13. Atualmente está em vigor o Convênio ICMS 36/2016, do qual são signatários os Estados de São Paulo e Paraná, dentre outros, e que atribui ao estabelecimento industrializador destinatário, na condição de sujeito passivo por substituição, a responsabilidade pelo pagamento do ICMS devido em relação às operações antecedentes, sendo a base de cálculo do imposto o valor da operação de que decorrer a saída do estabelecimento do substituído, obtida por meio da disciplina estabelecida no artigo 37 e seguintes do RICMS/2000. Oportuna a transcrição de trecho do referido convênio:
"Cláusula primeira Nas operações interestaduais realizadas entre os Estados de Mato Grosso do Sul, Minas Gerais, Rio de Janeiro, Santa Catarina, São Paulo e do Paraná e o Distrito Federal, com desperdícios e resíduos, inclusive a sucata, dos metais cobre, níquel, chumbo, zinco, estanho e alumínio, e quaisquer outras mercadorias classificadas respectivamente nas subposições NCM/SH 7404.00, 7503.00, 7802.00, 7902.00, 8002.00, 7602.00, bem como alumínio em formas brutas, alumínio não ligado, ligas de alumínio, inclusive a granalha de alumínio e quaisquer outras mercadorias classificadas na posição NCM/SH 7601, fica atribuída ao estabelecimento industrializador destinatário, na condição de sujeito passivo por substituição, a responsabilidade pelo pagamento do ICMS devido em relação às operações antecedentes.
(...)
§ 2º O imposto devido, relativamente às operações interestaduais, deverá ser recolhido mensalmente em favor da unidade federada de origem, até o décimo dia do mês subsequente ao da entrada do produto no estabelecimento industrial, mediante Guia Nacional de Recolhimento de Tributos Estaduais - GNRE ou outro documento de arrecadação autorizado na legislação da unidade federada remetente.

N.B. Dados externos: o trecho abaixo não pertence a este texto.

use clap::{Error, Parser};
use colored::Colorize as _;

use galois::bsgs;

use crate::utilities::{clap_err_result, parse_element, print_result, print_title, FieldArgs};

#[derive(Parser)]
#[command(version, about("Extension field -- discrete logarithm with baby-step giant-step"), long_about = None)]
pub struct Dlog {
    #[command(flatten)]
    field: FieldArgs,

    /// Base g, comma separated coefficients
    #[arg(allow_hyphen_values = true)]
    g: String,

    /// Target h, comma separated coefficients
    #[arg(allow_hyphen_values = true)]
    h: String,
}

impl Dlog {
    pub fn solve(&self) -> Result<(), Error> {
        let field = self.field.build()?;
        let g = parse_element(&self.g, &field)?;
        let h = parse_element(&self.h, &field)?;
        print_title(&format!("Solving ({})^k = {}", g, h));

        match clap_err_result!(bsgs(&g, &h))? {
            Some(k) => print_result("k", k),
            None => eprintln!("{}", "No solution found, g may not be a generator".red()),
        }
        Ok(())
    }
}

§ 3º Para o recolhimento de que trata o § 2º, a unidade federada remetente poderá exigir a inscrição do estabelecimento industrializador destinatário."
14. Assim, caso um contribuinte paulista adquira as sucatas e, posteriormente, promova por si próprio a remessa física para a Consulente, ainda que para industrialização sob sua encomenda, com posterior retorno, deverá ser seguida a disciplina prevista no Convênio ICMS 36/2016.
Nota:
A Resposta à Consulta Tributária aproveita ao consulente nos termos da legislação vigente. Deve-se atentar para eventuais alterações da legislação tributária.